# What is needed
All lines holding the string "results" should be copied from the data below.

● ● ● ● ● ● ●

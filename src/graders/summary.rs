use crate::graders::evidence::{Evidence, GraderResult, Severity};

/// Aggregate over the results of several graders run against one trace.
#[derive(Debug, Clone, PartialEq)]
pub struct EvaluationSummary {
    pub results: Vec<GraderResult>,
}

impl EvaluationSummary {
    pub fn new(results: Vec<GraderResult>) -> Self {
        Self { results }
    }

    /// True when every grader passed.
    pub fn passed(&self) -> bool {
        self.results.iter().all(|result| result.passed)
    }

    /// Mean score across graders; 1.0 when none ran.
    pub fn score(&self) -> f64 {
        if self.results.is_empty() {
            return 1.0;
        }
        let total: f64 = self.results.iter().map(|result| result.score).sum();
        total / self.results.len() as f64
    }

    pub fn errors(&self) -> Vec<&Evidence> {
        self.results
            .iter()
            .flat_map(|result| result.evidence.iter())
            .filter(|evidence| evidence.severity == Severity::Error)
            .collect()
    }

    pub fn format_report(&self) -> String {
        let mut lines: Vec<String> = Vec::new();
        lines.push(String::new());
        lines.push("=".repeat(60));
        lines.push("EVALUATION REPORT".to_string());
        lines.push("=".repeat(60));
        lines.push(String::new());
        lines.push(format!(
            "Overall: {} (score: {:.2})",
            if self.passed() { "PASSED" } else { "FAILED" },
            self.score()
        ));
        for result in &self.results {
            lines.push(result.format_report());
        }
        lines.join("\n")
    }
}
use anyhow::{Context, Result, anyhow};
use tracing_subscriber::{EnvFilter, fmt};

use crate::config::LoggingConfig;

pub fn init_tracing(logging_config: &LoggingConfig) -> Result<()> {
    if logging_config.filter.trim().is_empty() {
        return Err(anyhow!("logging.filter cannot be empty"));
    }

    let env_filter = build_env_filter(&logging_config.filter)?;

    fmt()
        .with_env_filter(env_filter)
        .with_timer(fmt::time::UtcTime::rfc_3339())
        .with_target(true)
        .with_writer(std::io::stderr)
        .try_init()
        .map_err(|err| anyhow!("failed to initialize tracing subscriber: {err}"))?;

    tracing::info!(
        target: "logging",
        filter = %logging_config.filter,
        "logging_initialized"
    );
    Ok(())
}

fn build_env_filter(filter: &str) -> Result<EnvFilter> {
    EnvFilter::try_new(filter)
        .with_context(|| format!("failed to parse logging.filter '{}'", filter))
}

● ● ● ● ● ● ●

# Problem solution
/// Aggregate over the results of several graders run against one trace.
    pub results: Vec<GraderResult>,
    pub fn new(results: Vec<GraderResult>) -> Self {
        Self { results }
        self.results.iter().all(|result| result.passed)
        if self.results.is_empty() {
        let total: f64 = self.results.iter().map(|result| result.score).sum();
        total / self.results.len() as f64
        self.results
        for result in &self.results {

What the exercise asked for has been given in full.